> _What the exercise asks_: For this exercise, restate word for word only the lines from the first line of the data to the line containing "reports that download".

> _Data shown_:
━━━
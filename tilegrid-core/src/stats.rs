//! Aggregate statistics over the region grid.

/// Snapshot of the grid-wide counters the UI synchronises against.
///
/// `download_size` is meaningful only once the engine reports that download
/// sizes are available; until then selected regions may carry a zero size
/// and the sum undercounts.
#[derive(Debug, Clone, Copy, Default, PartialEq, Eq)]
#[cfg_attr(feature = "serde", derive(serde::Serialize, serde::Deserialize))]
pub struct IndexStats {
    /// Regions with data present locally.
    pub loaded: u32,
    /// Regions with a pending download selection.
    pub download: u32,
    /// Regions with a pending removal selection.
    pub remove: u32,
    /// Regions with a download job in flight.
    pub downloading: u32,
    /// Total bytes the pending download selections would fetch.
    pub download_size: u64,
}
//! Package transport seam and its HTTP implementation.

use std::io;
use std::path::{Path, PathBuf};

use async_trait::async_trait;
use futures_util::StreamExt;
use reqwest::header::USER_AGENT;
use reqwest::Client;
use thiserror::Error;
use tokio::io::AsyncWriteExt;

/// User agent reported by the HTTP transport unless overridden.
pub const DEFAULT_USER_AGENT: &str = "tilegrid-engine/0.1";

/// Transport-level errors encountered while fetching a package.
#[derive(Debug, Error)]
#[non_exhaustive]
pub enum TransportError {
    /// The server returned an HTTP error status.
    #[error("request to {url} failed with status {status}: {message}")]
    Http {
        /// Fully qualified request URL.
        url: String,
        /// HTTP status code.
        status: u16,
        /// Short error description supplied by the server.
        message: String,
    },
    /// The request failed due to an I/O error.
    #[error("network error contacting {url}: {source}")]
    Network {
        /// Fully qualified request URL.
        url: String,
        /// I/O error reported by the transport.
        #[source]
        source: io::Error,
    },
    /// The fetched bytes could not be written to the destination file.
    #[error("failed to write download to {path:?}: {source}")]
    Write {
        /// Destination file path.
        path: PathBuf,
        /// Underlying I/O error.
        #[source]
        source: io::Error,
    },
}

/// Fetches one package from a URL into a destination file.
#[async_trait]
pub trait PackageTransport: Send + Sync {
    /// Stream the package at `url` into `destination` and return the number
    /// of bytes written.
    async fn fetch(&self, url: &str, destination: &Path) -> Result<u64, TransportError>;
}

/// HTTP implementation of [`PackageTransport`].
#[derive(Debug, Clone)]
pub struct HttpTransport {
    client: Client,
    user_agent: String,
}

impl HttpTransport {
    /// Construct an HTTP-backed transport.
    #[must_use]
    pub fn new() -> Self {
        let client = Client::builder()
            .connect_timeout(std::time::Duration::from_secs(30))
            .build()
            .expect("client builder only fails with invalid configuration");
        Self {
            client,
            user_agent: DEFAULT_USER_AGENT.to_owned(),
        }
    }

    /// Override the default user agent string.
    #[must_use]
    pub fn with_user_agent(mut self, user_agent: impl Into<String>) -> Self {
        self.user_agent = user_agent.into();
        self
    }
}

impl Default for HttpTransport {
    fn default() -> Self {
        Self::new()
    }
}

#[async_trait]
impl PackageTransport for HttpTransport {
    async fn fetch(&self, url: &str, destination: &Path) -> Result<u64, TransportError> {
        let response = self
            .client
            .get(url)
            .header(USER_AGENT, self.user_agent.as_str())
            .send()
            .await
            .map_err(|error| convert_reqwest_error(error, url))?
            .error_for_status()
            .map_err(|error| convert_reqwest_error(error, url))?;

        let mut file = tokio::fs::File::create(destination).await.map_err(|source| {
            TransportError::Write {
                path: destination.to_path_buf(),
                source,
            }
        })?;
        let mut stream = response.bytes_stream();
        let mut written = 0u64;
        while let Some(chunk) = stream.next().await {
            let chunk = chunk.map_err(|error| convert_reqwest_error(error, url))?;
            file.write_all(&chunk)
                .await
                .map_err(|source| TransportError::Write {
                    path: destination.to_path_buf(),
                    source,
                })?;
            written += chunk.len() as u64;
        }
        file.flush()
            .await
            .map_err(|source| TransportError::Write {
                path: destination.to_path_buf(),
                source,
            })?;
        Ok(written)
    }
}

fn convert_reqwest_error(error: reqwest::Error, url: &str) -> TransportError {
    if let Some(status) = error.status() {
        return TransportError::Http {
            url: url.to_owned(),
            status: status.as_u16(),
            message: error.to_string(),
        };
    }

    let kind = if error.is_timeout() {
        io::ErrorKind::TimedOut
    } else {
        io::ErrorKind::Other
    };
    TransportError::Network {
        url: url.to_owned(),
        source: io::Error::new(kind, error),
    }
}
━━━
> _Solved problem_:
filename tilegrid-core/src/stats.rs
//! Aggregate statistics over the region grid.

/// Snapshot of the grid-wide counters the UI synchronises against.
///
/// `download_size` is meaningful only once the engine reports that download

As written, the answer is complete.